Thursday 20th - Sunday 22nd April 2018

The sun is shining for what feels like the first time in 2018, the blossom is blooming and all's right with the world. Or is it? Set aside all happy outdoor thoughts of spring like winter's hat and gloves because there are monsters lurking in dark alleyways, werewolves stalking the moors and trees just waiting to grab you by the throat. Oh, and your living room's laughing at you.

Yup, it can only be Dead by Dawn...

This year's festival gets off to a great start with a screening of FW Murnau's silent classic Nosferatu (1922). Yes, we've all seen it before, and, okay, it is a bit hokey in places, but the unearthly weirdness of Max Schreck still holds the power to chill and, with a pounding live accompaniment from pianist Forrester Pyke, this nightmarish vampire fantasy still has the power to enchant and chill.

Max Schreck as Count Orlock in Nosferatu

Next up, the festival's very special guest introduces the first of several screenings he'll host this weekend. As the director of American Werewolf in London, Twilight Zone: The Movie and of course Michael Jackson's groudbreaking 'Thriller' video, Landis is a well loved and much revered figure in the horror world – and let's not forget he's also responsible for Animal House and The Blue Brothers, surely two of the most influential mainstream cult movies ever.

Tonight this delightfully ebullient and enthusiastic Hollywood legend brings us, along with some cracking anecdotes, his 1992 vampire movie, Innocent Blood, an exuberantly over the top supernatural romp that sees Nikita's Anne Parillaud turn Robert Loggia's vicious mob boss Sal the Shark, followed by most of the cast of The Sopranos and Tig from Sons of Anarchy, into bloodsucking monsters. Oops...

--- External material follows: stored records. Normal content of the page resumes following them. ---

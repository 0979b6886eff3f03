// This Source Code Form is subject to the terms of the Mozilla Public
// License, v. 2.0. If a copy of the MPL was not distributed with this
// file, You can obtain one at https://mozilla.org/MPL/2.0/.

//! Identity extraction for requests to the external HTTP API
//!
//! The reference deployment sits behind an authenticating edge that stamps
//! the caller's identity into trusted request headers.  We blindly lift
//! those headers into the request scope; there is nothing to verify here
//! because the edge has already done the verification and untrusted clients
//! cannot reach this server directly.

use super::Context;
use http::HeaderMap;

/// Header carrying the tenant account id
pub const HTTP_HEADER_ACCOUNT_ID: &str = "x-amz-account-id";
/// Header carrying the calling principal ARN
pub const HTTP_HEADER_CALLER_ARN: &str = "x-amz-caller-arn";
/// Header carrying the edge-assigned request id
pub const HTTP_HEADER_REQUEST_ID: &str = "x-amz-request-id";

/// Lifts caller identity out of the request headers
///
/// This never fails: a missing or malformed (non-UTF-8) header is treated
/// as absent.  Gates downstream reject requests that are missing fields
/// they require.
pub fn identity_from_headers(headers: &HeaderMap) -> Context {
    Context::for_parts(
        header_string(headers, HTTP_HEADER_ACCOUNT_ID),
        header_string(headers, HTTP_HEADER_CALLER_ARN),
        header_string(headers, HTTP_HEADER_REQUEST_ID),
    )
}

fn header_string(headers: &HeaderMap, name: &str) -> Option<String> {
    headers
        .get(name)
        .and_then(|value| value.to_str().ok())
        .filter(|s| !s.is_empty())
        .map(String::from)
}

Reine Swart in Siembamba aka The Lullaby

And then for something completely different: Siembamba aka The Lullaby is a chilling slice of post-natal horror from South Africa. Exhausted, unhappy and isolated in her family home, teen mother Chloe is suffering from a horrific case of 'baby blues'. But are the vivid and distressing hallucinations she conjures really in her mind, or is something more sinister afoot? Combining my favourite 'is she mad or is she haunted?' theme with some grisly local legends, Siembamba has some great ideas and builds a convincing atmosphere of psychological dread at the beginning, but, as so often happens, loses its power once the monsters start to be revealed (think The Woman in Black meets Poltergeist II) and becomes a bit repetitive. Still, a great start to the festivities.

A Friday feast

Friday starts with a bit of a fail in that we didn't get to the Filmhouse in time for Australian drama Rabbit (sorry, Rabbit) but we certainly wouldn't miss John Landis hosting a double bill of James Whale's Frankenstein (1931) and The Bride of Frankenstein (1935) – even if Landis himself very nearly does! I've seen both many times before, but it's always a treat to see Karloff's haunted, melancholy face writ large on the screen, and to experience once more team the joyous, unfettered queerness of Bride, with its squeaking homunculi, bravura camp performances and mad scientist schtick that would set the standard for, well, ever, really.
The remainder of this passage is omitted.